There is no question that periods of transition can cause anxiety and worry. In recent months, as I began to move CAMP Rehoboth and myself through the current leadership change, I knew that my mind was creating endless possibilities for what could happen—some positive, some not so much. A certain amount of imaginative analysis is beneficial to the process. Too much can be destructive.
So I began to focus my creative energy on a story taking shape in my head. Delving into plotlines, characters, and themes left no time for idle worry and anxiety about matters over which I have no control anyway.
And so…
I walk a tightrope that never ends.…
That poem continues with more fanciful circus themed stanzas, but what it is about is balancing the imagination with the reality of the world around us. Reading it all these years later, I understand that it is not about me, but the way we as a people harness the imagination in order to save the world from humanity’s destructive tendencies.
Destruction, as much as we might not like to admit it, is a crucial part of the creative process. In the moment of creation, what was, is no more—the past becomes the building blocks for the future.
Never in my life has the national anxiety level been so high. There is a dark unease that penetrates to the deepest levels of the soul. Our country is in a destructive phase. The people are deeply divided. The government stymied by political polarization. We are drowning in a sea of disposable plastic. Climate change is threating the livability of our planet.
And the press and the people are so distracted by a sharpie in Alabama that we fail to talk about the atrocities taking place at the border—or to find solutions to the gun violence in our country.
Perhaps, my friends, now is the time to stop complaining, to stop being distracted by whatever the current outrage of the day happens to be, and to start using the incredible human imagination to save the world from ourselves.
Immediately after Sundance, I fled to Provincetown for a few days of rest. After a long day of revisiting all of my favorite P-town galleries, I returned to my room to rest a bit before dinner. On TV, Independence Day was playing. Though I’ve seen it many times, I settled down to watch it again. In the film, the aliens threating Earth go from planet to planet destroying the inhabitants and using up all of each planet’s resources.
We are the aliens. We are the ones destroying the world. We also have the power to save it.
That story taking shape in my head has nothing to do with my leadership transition at CAMP Rehoboth, but the conscious process of using my imagination for something else has opened my mind to unexpected solutions in everything that I’m doing.

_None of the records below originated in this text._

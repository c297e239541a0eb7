//! Adaptive Dormand–Prince 5(4) solver for ODE problems.
//!
//! An explicit embedded Runge–Kutta method that computes fifth- and
//! fourth-order solutions from the same seven stages. Their difference
//! estimates the local truncation error, and the step size is adjusted to keep
//! that error within `abs_tol + rel_tol * |state|` for every component. The
//! fifth-order solution is propagated.
//!
//! The derivative of the last stage is reused as the first stage of the next
//! step, so an accepted step costs six model calls.
//!
//! Rejected steps are retried from the same input. Models therefore see trial
//! states that never make it into the history, possibly at times earlier than
//! a trial they already evaluated.
//!
//! # Example
//!
//! ```ignore
//! use spacetherm_solvers::transient::dopri5::{self, Config};
//!
//! let config = Config { abs_tol: 1e-2, ..Config::default() };
//! let solution = dopri5::solve_unobserved(&model, &problem, initial_input, 1.0e6, &config)?;
//! ```

mod action;
mod config;
mod event;
mod tableau;

pub use action::Action;
pub use config::Config;
pub use event::Event;

use spacetherm_core::{
    DerivativeOf, ErrorNorm, LinearCombination, Model, Observer, OdeProblem, Snapshot,
    StepIntegrable,
};

use super::{Error, Solution, Status};

/// Safety factor applied to the optimal step-size estimate.
const SAFETY: f64 = 0.9;

/// Smallest allowed shrink factor after a rejected step.
const MIN_FACTOR: f64 = 0.2;

/// Largest allowed growth factor after an accepted step.
const MAX_FACTOR: f64 = 10.0;

/// `-1 / (q + 1)` for the fourth-order error estimator.
const ERROR_EXPONENT: f64 = -1.0 / 5.0;

/// Integrates an ODE problem over `duration` using Dormand–Prince 5(4).
///
/// # Algorithm
///
/// 1. Call the model with the initial input and emit step 0.
/// 2. Until the elapsed time reaches `duration`:
///    - Shorten the trial step if it would overshoot `duration`.
///    - Evaluate the six new stages by building trial inputs from the problem.
///    - Compare the fifth- and fourth-order states with [`ErrorNorm`].
///    - Accept the step when the norm is at most one, otherwise shrink the
///      step and retry. Growth is suppressed right after a rejection.
/// 3. Return the accepted history.
///
/// # Observer
///
/// The observer sees every accepted and rejected step and may return
/// [`Action::StopEarly`] to end the run.
///
/// # Errors
///
/// Returns an error if the configuration or duration is invalid, if the model
/// or problem fails, or if the step size underflows.
pub fn solve<M, P, Obs>(
    model: &M,
    problem: &P,
    initial: M::Input,
    duration: f64,
    config: &Config,
    mut observer: Obs,
) -> Result<Solution<M::Input, M::Output>, Error>
where
    M: Model,
    M::Input: Clone,
    M::Output: Clone,
    P: OdeProblem<Input = M::Input, Output = M::Output, Delta = f64>,
    P::State: ErrorNorm,
    DerivativeOf<P::State, f64>: LinearCombination,
    Obs: Observer<Event<M::Input, M::Output>, Action>,
{
    config.validate()?;
    if !(duration.is_finite() && duration >= 0.0) {
        return Err(Error::InvalidConfig(format!(
            "duration must be finite and non-negative, got {duration}"
        )));
    }

    let initial_output = model.call(&initial).map_err(Error::model)?;
    let mut current = Snapshot::new(initial, initial_output);
    let mut history = vec![current.clone()];

    let event = Event::Accepted {
        step: 0,
        elapsed: 0.0,
        step_size: 0.0,
        error_norm: 0.0,
        snapshot: current.clone(),
    };
    if let Some(Action::StopEarly) = observer.observe(&event) {
        return Ok(Solution {
            status: Status::StoppedByObserver,
            history,
            steps: 0,
        });
    }

    let mut state = problem.state(&current.input).map_err(Error::problem)?;

    // stages[0] always holds the derivative at `state`.
    let mut stages = Vec::with_capacity(7);
    stages.push(
        problem
            .derivative(&current.input, &current.output)
            .map_err(Error::problem)?,
    );

    let mut step_size = match config.first_step {
        Some(h) => h,
        None => initial_step(&state, &stages[0], duration, config),
    }
    .min(config.max_step);

    let mut elapsed = 0.0;
    let mut steps = 0;
    let mut just_rejected = false;

    while elapsed < duration {
        let remaining = duration - elapsed;
        let min_step = 10.0 * f64::EPSILON * elapsed.abs().max(1.0);
        let landing = step_size >= remaining - min_step;
        let h = if landing { remaining } else { step_size };

        if !landing && h < min_step {
            return Err(Error::StepSizeUnderflow {
                elapsed,
                step_size: h,
            });
        }

        let evaluate_stage = |stages: &[DerivativeOf<P::State, f64>],
                              row: &[f64],
                              c: f64|
         -> Result<
            (
                P::State,
                M::Input,
                M::Output,
                DerivativeOf<P::State, f64>,
            ),
            Error,
        > {
            let stage_state = state.step(combine(stages, row), h);
            let stage_input = problem
                .build_input(&current.input, &stage_state, &(c * h))
                .map_err(Error::problem)?;
            let stage_output = model.call(&stage_input).map_err(Error::model)?;
            let derivative = problem
                .derivative(&stage_input, &stage_output)
                .map_err(Error::problem)?;
            Ok((stage_state, stage_input, stage_output, derivative))
        };

        let last = tableau::A.len() - 1;
        for (&row, c) in tableau::A[..last].iter().zip(tableau::C) {
            let (_, _, _, derivative) = evaluate_stage(stages.as_slice(), row, c)?;
            stages.push(derivative);
        }
        let (next_state, next_input, next_output, next_derivative) =
            evaluate_stage(stages.as_slice(), tableau::A[last], tableau::C[last])?;
        stages.push(next_derivative);

        let embedded = state.step(combine(&stages, &tableau::B4), h);
        let error_norm = next_state.error_norm(&embedded, config.abs_tol, config.rel_tol);

        if error_norm <= 1.0 {
            let mut factor = if error_norm == 0.0 {
                MAX_FACTOR
            } else {
                (SAFETY * error_norm.powf(ERROR_EXPONENT)).min(MAX_FACTOR)
            };
            if just_rejected {
                factor = factor.min(1.0);
            }
            just_rejected = false;

            elapsed = if landing { duration } else { elapsed + h };
            step_size = (h * factor).min(config.max_step);
            steps += 1;

            state = next_state;
            current = Snapshot::new(next_input, next_output);
            history.push(current.clone());

            // Keep the last stage as the first stage of the next step.
            stages.drain(..stages.len() - 1);

            let event = Event::Accepted {
                step: steps,
                elapsed,
                step_size: h,
                error_norm,
                snapshot: current.clone(),
            };
            if let Some(Action::StopEarly) = observer.observe(&event) {
                return Ok(Solution {
                    status: Status::StoppedByObserver,
                    history,
                    steps,
                });
            }
        } else {
            // A NaN norm falls through to the minimum factor.
            let factor = (SAFETY * error_norm.powf(ERROR_EXPONENT)).max(MIN_FACTOR);
            just_rejected = true;
            step_size = h * factor.min(1.0);
            stages.truncate(1);

            let event = Event::Rejected {
                elapsed,
                step_size: h,
                error_norm,
            };
            if let Some(Action::StopEarly) = observer.observe(&event) {
                return Ok(Solution {
                    status: Status::StoppedByObserver,
                    history,
                    steps,
                });
            }
        }
    }

    Ok(Solution {
        status: Status::Complete,
        history,
        steps,
    })
}

/// Integrates an ODE problem using Dormand–Prince 5(4) without observation.
///
/// # Errors
///
/// Returns an error if the configuration or duration is invalid, if the model
/// or problem fails, or if the step size underflows.
pub fn solve_unobserved<M, P>(
    model: &M,
    problem: &P,
    initial: M::Input,
    duration: f64,
    config: &Config,
) -> Result<Solution<M::Input, M::Output>, Error>
where
    M: Model,
    M::Input: Clone,
    M::Output: Clone,
    P: OdeProblem<Input = M::Input, Output = M::Output, Delta = f64>,
    P::State: ErrorNorm,
    DerivativeOf<P::State, f64>: LinearCombination,
{
    solve(model, problem, initial, duration, config, ())
}

/// Weighted sum of stage derivatives, pairing `weights[i]` with `stages[i]`.
fn combine<D: LinearCombination>(stages: &[D], weights: &[f64]) -> D {
    let terms: Vec<(f64, &D)> = weights.iter().copied().zip(stages).collect();
    D::linear_combination(&terms)
}

/// Estimates a first step from the initial derivative.
///
/// Hairer's first guess: the step over which an Euler update moves the state
/// by one percent of the tolerance scale.
fn initial_step<S>(
    state: &S,
    derivative: &DerivativeOf<S, f64>,
    duration: f64,
    config: &Config,
) -> f64
where
    S: StepIntegrable<f64> + ErrorNorm,
    DerivativeOf<S, f64>: LinearCombination,
{
    if duration <= 0.0 {
        return duration;
    }

    let trial_step = duration * 1e-6;
    let nudged = state.step(combine(std::slice::from_ref(derivative), &[1.0]), trial_step);
    let rate = nudged.error_norm(state, config.abs_tol, config.rel_tol) / trial_step;

    if rate > 1e-15 {
        (0.01 / rate).min(duration)
    } else {
        duration
    }
}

The past year and a half, my life has been an earthquake of change. The foundational bedrock of life as I knew it was altered by Steve’s illness and death. In the months that followed, both our mothers passed away. For all of that time my attention was focused on the continuity and stabilization of CAMP Rehoboth.
A little over 30 years ago, CAMP Rehoboth was conceived in my imagination. I still remember that day. I was sitting at my drawing table in NYC, happily painting, drawing, writing, playing with words, doodling, and generally letting my imagination run wild. Suddenly it was there. The whole thing. A big bang of an idea. Oh sure, it took years to make it a reality, but I could see it all in the beginning.

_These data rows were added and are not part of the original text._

//! Capability traits for cross-solver observers.
//!
//! These traits abstract over solver-specific event and action types, so an
//! observer can be written once and used with either integrator.
//!
//! # Event traits
//!
//! - [`HasElapsed`]: events that know how far the integration has advanced
//!
//! # Action traits
//!
//! - [`CanStopEarly`]: actions that can signal early termination
//!
//! # Example
//!
//! ```rust
//! use spacetherm_core::Observer;
//! use spacetherm_observers::traits::{CanStopEarly, HasElapsed};
//!
//! /// Ends a run once it has covered a fixed span of time.
//! struct StopAfter(f64);
//!
//! impl<E: HasElapsed, A: CanStopEarly> Observer<E, A> for StopAfter {
//!     fn observe(&mut self, event: &E) -> Option<A> {
//!         (event.elapsed() >= self.0).then(A::stop_early)
//!     }
//! }
//! ```

use spacetherm_solvers::transient::{dopri5, euler};

/// An event that reports the elapsed integration time in s.
pub trait HasElapsed {
    /// Returns the elapsed time for this event.
    fn elapsed(&self) -> f64;

    /// Returns `true` if the event describes a discarded trial step.
    fn is_rejected(&self) -> bool {
        false
    }
}

/// An action type that can signal early termination.
pub trait CanStopEarly {
    /// Returns the action that stops the solver early.
    fn stop_early() -> Self;
}

// --- HasElapsed for dopri5::Event ---

impl<I, O> HasElapsed for dopri5::Event<I, O> {
    fn elapsed(&self) -> f64 {
        dopri5::Event::elapsed(self)
    }

    fn is_rejected(&self) -> bool {
        matches!(self, dopri5::Event::Rejected { .. })
    }
}

// --- CanStopEarly impls ---

impl CanStopEarly for euler::Action {
    fn stop_early() -> Self {
        Self::StopEarly
    }
}

impl CanStopEarly for dopri5::Action {
    fn stop_early() -> Self {
        Self::StopEarly
    }
}
use spacetherm_core::Snapshot;

/// Event emitted by the Dormand–Prince solver.
#[derive(Debug, Clone)]
pub enum Event<I, O> {
    /// A step was accepted, or the initial condition was evaluated (step 0).
    Accepted {
        step: usize,
        elapsed: f64,
        step_size: f64,
        error_norm: f64,
        snapshot: Snapshot<I, O>,
    },

    /// A trial step exceeded the tolerance and will be retried smaller.
    Rejected {
        elapsed: f64,
        step_size: f64,
        error_norm: f64,
    },
}

impl<I, O> Event<I, O> {
    /// Returns the elapsed integration time at the start of a rejected step
    /// or the end of an accepted one.
    pub fn elapsed(&self) -> f64 {
        match self {
            Self::Accepted { elapsed, .. } | Self::Rejected { elapsed, .. } => *elapsed,
        }
    }

    /// Returns the snapshot of an accepted step.
    pub fn snapshot(&self) -> Option<&Snapshot<I, O>> {
        match self {
            Self::Accepted { snapshot, .. } => Some(snapshot),
            Self::Rejected { .. } => None,
        }
    }
}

Is that all it takes? A good imagination—a great idea. Of course not, it takes hard work and dedication and a painfully slow day-by-day, step-by-step process—and the continuous use of the imagination.
Transitioning CAMP Rehoboth to the next phase of its life will also take hard work and dedication—and imagination.
Saving the world? Well, that’s something we all have to do together. Dream big, folks. Our world depends on it. ▼
Murray Archibald is an artist, CAMP Rehoboth Co-Founder, and longtime President of the CAMP Rehoboth Board of Directors. He is currently serving as CAMP Rehoboth Interim Executive Director and Editor in Chief of Letters from CAMP Rehoboth.